What is a process, a thread?

How does a computer execute your commands? Whatever language you choose, your code is finally translated into i/o (0 and 1) which computer can understand. This translation and output form are what you call compiling and binary file(or form).

What’s next? Computer runs binary code using some resources:

  • Memory: storage for current program CPU is handling(located outside CPU)
  • Registers: short-term storage of the data and transfer them from one component to another
  • Stack: linear LIFO data structure, containing temporary information. e.g. Local variables, return addresses, etc.
  • Counter: a register indicating the next instruction
  • Heap: allocating memory to a process at run time

A process is an instance of a computer program containing binary code along with the resources above.

And a thread is a component of a process. It is an execution unit and it contains program counter, stack and set of registers.
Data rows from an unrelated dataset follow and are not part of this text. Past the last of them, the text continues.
//! Consent Store - cookie consent decision for customer pages
//!
//! Single source of truth for the visitor's consent decision:
//! - `accepted` is persisted durably with an expiry (30 days by default)
//! - `rejected` lives in session storage only and dies with the session
//! - expired decisions are swept eagerly when status is resolved
//! - a [`ConsentHook`] is told whenever tracking becomes allowed or not
//!
//! # Example
//!
//! ```rust,ignore
//! use std::sync::Arc;
//! use tc_consent::{ConsentStore, MemoryStorage};
//!
//! let durable = Arc::new(MemoryStorage::new());
//! let session = Arc::new(MemoryStorage::new());
//!
//! let mut store = ConsentStore::builder(durable, session).load();
//! assert!(store.is_prompt_visible());
//!
//! store.accept_all();
//! assert!(store.tracking_allowed());
//! ```

#![warn(unreachable_pub)]
#![allow(missing_docs)]

pub mod hook;
pub mod settings;
pub mod status;
pub mod storage;
pub mod store;

pub use hook::{ConsentHook, FnHook, LoggingConsentHook};
pub use settings::ConsentSettings;
pub use status::{ConsentDecision, ConsentStatus};
pub use storage::{KeyValueStorage, MemoryStorage, StorageError};
pub use store::{ConsentStore, ConsentStoreBuilder};

/// Version of this crate
pub const VERSION: &str = env!("CARGO_PKG_VERSION");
https://www.backblaze.com/blog/whats-the-diff-programs-processes-and-threads/

Difference between process and thread

The main difference between them is whether they share memory or not. Each process does not share them, thus operating independently. Threads, on the other hand, share the same memory allocated to that process.

Multi-process vs Multi-thread

So which way to choose for better performance of an app? The answer depends on what your app is for.

For example, Google Chrome adopted multi-process architecture. Considering a user opens several pages that has nothing to do with each other, and that some of them would not work correctly, it’s better to avoid affecting that malfunctioning to other pages. Thanks to that architecture, we can enjoy Youtube video without problems even when other page breaks.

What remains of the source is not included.